This month’s #6Degrees, hosted by Kate from Books are my Favourite and Best starts with a bestseller from the seventies called Passages by Gail Sheehy. Its subtitle is Predictable Crises of Adult Life.
Well, as usual I haven’t read it so it was off to My Books at Goodreads to see if there were any with Passage(s) in the title. There were seven, the most interesting of which was Rites of Passage (1980) by William Golding. We all know Golding as the author of Lord of the Flies but as you can see from the novels I’ve reviewed, this Nobel Prize winner is a much more interesting author than that. Rites of Passage is Book One of a trilogy that was made into a BBC serial called To The Ends of The Earth, and it won the Booker in 1980.
It’s a tragi-comic sea journey and a satirical coming-of-age tale about Mr William Talbot, a young aristocrat on his way to Australia to take up a government position procured for him by his wealthy godfather. The BBC series starred a young Benedict Cumberbatch, and I’ve watched
him it three times because we have it on DVD.
It is not easy to portray satire on screen without losing its subtlety. I was reminded of this recently when I was laid up for a while and bought some new DVDs to tide me over the enforced lying about on the sofa. Among these was a screen adaptation of J G Farrell’s The Singapore Grip, the third in his Empire trilogy. As you can see, I thought that the book was not great:
The novel drowns under the weight of its own research, and the characterisation is woeful. It’s about the last days of British power in Singapore before the Japanese invasion in 1941, beginning with a depiction of the lost world of British privilege and exploitation, and taking 596 pages to detail the inexorable progress of the Japanese towards victory.
But the adaptation was atrocious. Even more heavy handed than the novel. Oh well.
The Fall of Singapore reminded me of another book with Singapore in the (sub)title, war as its theme, and a screen adaptation (called Paradise Road, 1997) — but On Radji Beach: The Story of the Australian Nurses after the Fall of Singapore (2010) is a very different book indeed. I know only a few non-fiction titles about the role of Australian nurses in war time, the best of which is Kitty’s War by Janet Butler.

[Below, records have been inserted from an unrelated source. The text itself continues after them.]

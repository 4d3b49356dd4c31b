//! Per-core circular buffer decoder.
//!
//! The producer appends variable-length records to a ring of `buf_words`
//! words and publishes its write cursor (`w_ptr`) and the next sequence
//! number in the circular buffer header. There is no lock: the host copies
//! the whole slot and validates what it copied.
//!
//! # Consistency Checks
//!
//! - Header sanity: type tag at most [`MAX_RECORD_ID`], `size_words` below
//!   the ring capacity.
//! - Sequence: every record must carry `prev_seqno + 1`. A mismatch means
//!   the producer lapped or raced the copy (torn read).
//! - Desync: more than `error_threshold` consecutive failures means the
//!   cursor is lost; the owner re-attaches at the live write position.
//!
//! # Wraparound
//!
//! A record (or just its header) that runs past the ring end is copied in
//! two pieces:
//!
//! ```text
//! size1 = (capacity - pos) * WORD_SIZE     tail:  [pos, capacity)
//! size2 = total_size - size1               head:  [0, size2)
//! ```

use crate::sink::RecordSink;
use crate::slot_layout::{CircularBufHeader, SectionDescriptor, read_u32_le};
use dbgwin_records::{
    MAX_RECORD_ID, RECORD_HEADER_SIZE, RECORD_HEADER_WORDS, Record, RecordHeader, WORD_SIZE,
};
use tracing::{debug, info, trace, warn};

/// Consecutive decode errors tolerated before a ring is considered desynced.
pub const DEFAULT_ERROR_THRESHOLD: u32 = 3;

/// Read position and consistency state of one ring.
#[derive(Debug, Clone, Copy, PartialEq, Eq, Default)]
pub struct Cursor {
    /// Ring word where the next record is expected.
    pub prev_w_ptr: u32,
    /// Sequence number of the last decoded record, `None` before the first.
    pub prev_seqno: Option<u32>,
    /// Consecutive failed fetches since the last good record.
    pub error_count: u32,
}

#[derive(Debug, Clone, PartialEq, Eq, thiserror::Error)]
pub enum FetchError {
    /// `size_words == 0`: nothing written here yet.
    #[error("empty record at {pos}")]
    Empty { pos: u32 },

    #[error("broken record header at {pos}")]
    Invalid { pos: u32 },

    #[error("record seqno mismatch {found} != {expected}, pos {pos}")]
    SeqnoMismatch { pos: u32, expected: u32, found: u32 },
}

/// Result of one [`RingDecoder::poll`].
#[derive(Debug, Clone, Copy, PartialEq, Eq)]
pub enum PollOutcome {
    /// Write pointer unchanged since the last poll.
    Idle,
    /// Write pointer moved and `n` records were decoded.
    Advanced(usize),
    /// Write pointer moved but the next record could not be fetched.
    Stalled,
}

impl PollOutcome {
    /// True when nothing was decoded and the poll loop may sleep.
    pub fn is_quiet(&self) -> bool {
        !matches!(self, PollOutcome::Advanced(_))
    }
}

/// Decoder for exactly one producer ring.
#[derive(Debug, Clone)]
pub struct RingDecoder {
    desc: SectionDescriptor,
    error_threshold: u32,
    pub(crate) cursor: Cursor,
}

impl RingDecoder {
    /// Creates an unattached decoder for `desc`.
    ///
    /// The descriptor must already have passed [`SectionDescriptor::fits`].
    pub fn new(desc: SectionDescriptor, error_threshold: u32) -> Self {
        debug!(
            core = desc.core_id,
            offset = desc.offset,
            buf_words = desc.buf_words,
            "ring decoder created"
        );
        Self {
            desc,
            error_threshold,
            cursor: Cursor::default(),
        }
    }

    #[inline]
    pub fn descriptor(&self) -> &SectionDescriptor {
        &self.desc
    }

    #[inline]
    pub fn core_id(&self) -> u32 {
        self.desc.core_id
    }

    #[inline]
    pub fn cursor(&self) -> &Cursor {
        &self.cursor
    }

    #[inline]
    pub fn capacity(&self) -> u32 {
        self.desc.buf_words
    }

    /// Reads the live producer state for this ring.
    pub fn circular_header(&self, slot: &[u8]) -> Option<CircularBufHeader> {
        CircularBufHeader::read(slot, &self.desc)
    }

    /// Reads the ring word at `pos` (taken modulo capacity).
    pub(crate) fn read_word(&self, slot: &[u8], pos: u32) -> Option<u32> {
        let pos = pos % self.desc.buf_words;
        read_u32_le(slot, self.desc.data_offset() + pos as usize * WORD_SIZE)
    }

    /// Copies `total` bytes starting at ring word `pos`, splitting the copy
    /// at the ring end.
    fn copy_wrapped(&self, slot: &[u8], pos: u32, total: usize) -> Option<Vec<u8>> {
        let cap = self.desc.buf_words;
        if pos >= cap || total > cap as usize * WORD_SIZE {
            return None;
        }
        let base = self.desc.data_offset();
        let start = base + pos as usize * WORD_SIZE;
        let size1 = (cap - pos) as usize * WORD_SIZE;

        let mut out = Vec::with_capacity(total);
        if total > size1 {
            let size2 = total - size1;
            trace!(pos, total, cap, size1, "wrapped copy");
            out.extend_from_slice(slot.get(start..start + size1)?);
            out.extend_from_slice(slot.get(base..base + size2)?);
        } else {
            out.extend_from_slice(slot.get(start..start + total)?);
        }
        Some(out)
    }

    /// Reads the record header at ring word `pos`, reassembling it when it
    /// straddles the wrap boundary.
    ///
    /// Returns `None` for an out-of-range position or a header that fails
    /// the sanity checks. `size_words == 0` is returned as-is.
    pub fn get_record_header(&self, slot: &[u8], pos: u32) -> Option<RecordHeader> {
        if pos >= self.desc.buf_words {
            warn!(core = self.desc.core_id, pos, "bad position");
            return None;
        }
        let raw = self.copy_wrapped(slot, pos, RECORD_HEADER_SIZE)?;
        let raw: &[u8; RECORD_HEADER_SIZE] = raw.as_slice().try_into().ok()?;
        let hdr = RecordHeader::from_le_bytes(raw);
        if hdr.id > MAX_RECORD_ID || hdr.size_words >= self.desc.buf_words {
            info!(
                core = self.desc.core_id,
                id = hdr.id,
                seqno = hdr.seqno,
                size = hdr.size_words,
                "broken record"
            );
            return None;
        }
        Some(hdr)
    }

    /// Reads the full record at ring word `pos`.
    ///
    /// When `expected_seqno` is given, a record with another sequence number
    /// is rejected and counted as a decode error. A good record clears the
    /// error count.
    pub fn get_record(
        &mut self,
        slot: &[u8],
        pos: u32,
        expected_seqno: Option<u32>,
    ) -> Result<Record, FetchError> {
        let hdr = self
            .get_record_header(slot, pos)
            .ok_or(FetchError::Invalid { pos })?;
        if hdr.size_words == 0 {
            return Err(FetchError::Empty { pos });
        }
        if hdr.size_words < RECORD_HEADER_WORDS {
            return Err(FetchError::Invalid { pos });
        }
        trace!(pos, id = hdr.id, seqno = hdr.seqno, size = hdr.size_words, "got header");

        if let Some(expected) = expected_seqno
            && hdr.seqno != expected
        {
            warn!(
                core = self.desc.core_id,
                found = hdr.seqno,
                expected,
                pos,
                size = hdr.size_words,
                "record seqno mismatch"
            );
            self.cursor.error_count += 1;
            return Err(FetchError::SeqnoMismatch {
                pos,
                expected,
                found: hdr.seqno,
            });
        }

        let bytes = self
            .copy_wrapped(slot, pos, hdr.size_bytes())
            .ok_or(FetchError::Invalid { pos })?;
        let record = Record::new(hdr, bytes).ok_or(FetchError::Invalid { pos })?;
        debug!(core = self.desc.core_id, seqno = hdr.seqno, "got record");
        self.cursor.error_count = 0;
        Ok(record)
    }

    /// Fetches the record at the cursor and advances past it.
    fn next_record(&mut self, slot: &[u8]) -> Option<Record> {
        let expected = self.cursor.prev_seqno.map(|s| s.wrapping_add(1));
        match self.get_record(slot, self.cursor.prev_w_ptr, expected) {
            Ok(record) => {
                let hdr = record.header();
                self.cursor.prev_w_ptr = (self.cursor.prev_w_ptr + hdr.size_words) % self.capacity();
                self.cursor.prev_seqno = Some(hdr.seqno);
                Some(record)
            }
            // Already counted by get_record.
            Err(FetchError::SeqnoMismatch { .. }) => None,
            Err(err) => {
                self.cursor.error_count += 1;
                info!(
                    core = self.desc.core_id,
                    %err,
                    errors = self.cursor.error_count,
                    "record decoding failed"
                );
                None
            }
        }
    }

    /// Decodes every record between the cursor and the live write pointer.
    ///
    /// Stops early on the first fetch failure; the same position is retried
    /// on the next poll.
    pub fn poll<S: RecordSink + ?Sized>(&mut self, slot: &[u8], sink: &mut S) -> PollOutcome {
        let Some(circ) = self.circular_header(slot) else {
            return PollOutcome::Idle;
        };
        if circ.w_ptr == self.cursor.prev_w_ptr {
            return PollOutcome::Idle;
        }
        if circ.w_ptr >= self.capacity() {
            self.cursor.error_count += 1;
            info!(core = self.desc.core_id, w_ptr = circ.w_ptr, "write pointer out of range");
            return PollOutcome::Stalled;
        }

        // Each step consumes at least one header, so a full lap is the most
        // a consistent snapshot can hold.
        let max_steps = (self.capacity() / RECORD_HEADER_WORDS) as usize + 1;
        let mut decoded = 0usize;
        while self.cursor.prev_w_ptr != circ.w_ptr && decoded < max_steps {
            match self.next_record(slot) {
                Some(record) => {
                    sink.on_record(self.desc.core_id, &record);
                    decoded += 1;
                }
                None => break,
            }
        }

        if decoded == 0 {
            PollOutcome::Stalled
        } else {
            PollOutcome::Advanced(decoded)
        }
    }

    /// True once consecutive errors exceed the threshold.
    pub fn check_error_count(&self) -> bool {
        self.cursor.error_count > self.error_threshold
    }

    /// Drops the cursor and re-attaches at the live write position, skipping
    /// everything the producer wrote in between.
    pub fn attach_at_head(&mut self, slot: &[u8]) {
        self.cursor = Cursor::default();
        if let Some(circ) = self.circular_header(slot)
            && circ.w_ptr < self.capacity()
        {
            self.cursor.prev_w_ptr = circ.w_ptr;
            self.cursor.prev_seqno = circ.next_seqno.checked_sub(1);
        }
        debug!(
            core = self.desc.core_id,
            w_ptr = self.cursor.prev_w_ptr,
            seqno = ?self.cursor.prev_seqno,
            "attached at head"
        );
    }
}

Like all the best books, Kitty’s War(2013) is more than what it appears to be i.e. the untold story of a nurse who served in WW1. It’s also a book that teaches its readers how to interrogate history. Butler is explicit about what she found in Kitty’s letters and diaries, but she also draws attention to what’s not in those sources. She shows how Kitty self-censored her letters home so that her loved ones wouldn’t know how much danger she was in. She was also very careful to avoid anything that might damage the reputation of nurses. Time and again I have applied Butler’s technique to the news I consume. What am I not being told?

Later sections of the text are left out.